Stephen: Yeah. No, it's a great way to think about it and a great way to think about some AI in general.
Stephen: And I think what the advantage of this is, is the specificity of the prompts and the context and what needs to be provided, and the reusability of it, because the best organizations are the ones that have that more templatized and are then getting similar results and similar insights operating off of the same framework.
Josiah: Interesting. I'm curious if you feel this way, but it's critically important to empower the people providing hospitality on the front lines, right, on property. But I also, I've spent most of my career in hotel tech, and I do feel that an above property leadership view is almost a role that's underserved by technology and reporting, like a lot of tools will have different reports, but it doesn't really feel aligned to how an above property leader, let's say like a regional VP of ops or a chief operating officer does business, in my experience.
Josiah: I don't know if that has come up in some of your conversations, but it feels like this capability is more aligned with how one of those leaders tends to work and what they need.
Stephen: Yeah, absolutely. And AI is collapsing a lot of roles and a lot of responsibilities, because it has the capability of doing that.
Stephen: And so it lets you operate within the cracks of the meetings and everything else that is monopolizing your time and your calendar to be able to move through things quickly without that overhead of needing to wait for different teams to pull those pieces together. So it's very much an enablement of above property because it serves their calendar, and it serves how they operate rather than how an analyst is able to operate, where they have multiple hours of deep thinking time to be able to make these happen, which we're trying to allow above property to make the most of their time because they are some of the most busy people in the organization between meetings and travel and everything else that they're juggling.
Josiah: It seems to me there might be something sort of counterintuitive here around providing these capabilities to an above property leader. You might start to see the benefits of technology throughout the organization, not just because of the role and influence, but I think the promise of tech is always that it makes your business better, makes your life better.
Josiah: But that isn't always the case. It's really about adoption, kind of how it gets used by people. And it kind of feels that as you have leaders using this, then it's going to kind of trickle down into every element of the organization, right? Because then you have to have people digitizing their work streams, that you're collecting the data, and then everybody is operating off this sort of AI tech-powered operating system.
Josiah: And so I feel like this way of operating and this new capability might finally start to deliver some of the results that I think people wanted from hotel tech for a while.
Stephen: I think so, and I think we're going to be able to spend a lot more of our time in the actual action and the actual impactful work.

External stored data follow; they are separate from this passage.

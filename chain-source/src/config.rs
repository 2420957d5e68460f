//! Configuration for the chain connection

use serde::{Deserialize, Serialize};
use std::time::Duration;

/// JSON-RPC method family spoken by the node
#[derive(Debug, Clone, Copy, Default, PartialEq, Eq, Serialize, Deserialize)]
#[serde(rename_all = "lowercase")]
pub enum RpcDialect {
    /// `cfx_*` methods, epochs
    #[default]
    Conflux,
    /// `eth_*` methods, blocks
    Ethereum,
}

impl std::str::FromStr for RpcDialect {
    type Err = crate::Error;

    fn from_str(s: &str) -> crate::Result<Self> {
        match s.to_ascii_lowercase().as_str() {
            "conflux" | "cfx" => Ok(RpcDialect::Conflux),
            "ethereum" | "eth" => Ok(RpcDialect::Ethereum),
            other => Err(crate::Error::Config(format!("unknown RPC dialect '{}'", other))),
        }
    }
}

/// Chain connection configuration
#[derive(Debug, Clone, PartialEq, Eq, Serialize, Deserialize)]
#[serde(default)]
pub struct ChainConfig {
    /// Node JSON-RPC endpoint
    pub rpc_url: String,

    /// Method family
    pub dialect: RpcDialect,

    /// Per-request timeout (milliseconds)
    pub request_timeout_ms: u64,

    /// Epochs kept between the head and the newest audited epoch
    pub confirmation_margin: u64,

    /// Head polling interval while waiting for confirmation (milliseconds)
    pub poll_interval_ms: u64,
}

impl Default for ChainConfig {
    fn default() -> Self {
        Self {
            rpc_url: "http://127.0.0.1:12537".to_string(),
            dialect: RpcDialect::Conflux,
            request_timeout_ms: 10_000,
            confirmation_margin: 10,
            poll_interval_ms: 1_000,
        }
    }
}

impl ChainConfig {
    /// Request timeout
    pub fn request_timeout(&self) -> Duration {
        Duration::from_millis(self.request_timeout_ms)
    }

    /// Gate polling interval
    pub fn poll_interval(&self) -> Duration {
        Duration::from_millis(self.poll_interval_ms)
    }

    /// Apply `AUDITOR_RPC_*` environment overrides
    pub fn apply_env(&mut self) -> crate::Result<()> {
        if let Ok(url) = std::env::var("AUDITOR_RPC_URL") {
            self.rpc_url = url;
        }

        if let Ok(dialect) = std::env::var("AUDITOR_RPC_DIALECT") {
            self.dialect = dialect.parse()?;
        }

        if let Ok(margin) = std::env::var("AUDITOR_CONFIRMATION_MARGIN") {
            self.confirmation_margin = margin.parse().map_err(|e| {
                crate::Error::Config(format!("AUDITOR_CONFIRMATION_MARGIN '{}': {}", margin, e))
            })?;
        }

        Ok(())
    }
}

#[cfg(test)]
mod tests {
    use super::*;

    #[test]
    fn test_default_config() {
        let config = ChainConfig::default();
        assert_eq!(config.dialect, RpcDialect::Conflux);
        assert_eq!(config.confirmation_margin, 10);
        assert_eq!(config.poll_interval(), Duration::from_secs(1));
    }

    #[test]
    fn test_partial_toml() {
        let config: ChainConfig = toml::from_str(
            r#"
            rpc_url = "https://evm.example.org"
            dialect = "ethereum"
            "#,
        )
        .unwrap();
        assert_eq!(config.dialect, RpcDialect::Ethereum);
        assert_eq!(config.request_timeout_ms, 10_000);
    }

    #[test]
    fn test_dialect_parse() {
        assert_eq!("ETH".parse::<RpcDialect>().unwrap(), RpcDialect::Ethereum);
        assert!("solana".parse::<RpcDialect>().is_err());
    }
}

Stephen: There's the concept of the data pyramid, where at the foundation is data, and then data put together becomes information. Information with experience becomes knowledge. Knowledge with insight becomes wisdom, and that's where action is taken, between that knowledge and wisdom step. And a lot of us, both in the hotel tech space and in the actual properties and within leadership, we're spending a lot of our time in the data and in the information.
Stephen: And so this is going to enable teams to actually spend a lot more time in the knowledge and in the wisdom components that will actually move their organizations forward. Because synthesizing data, it's important, it's critical, it's foundational, but it's ultimately low value compared to the action, and we want to enable teams to actually spend more of that time in the action and in the iteration, and less time in the synthesis and in the finding out.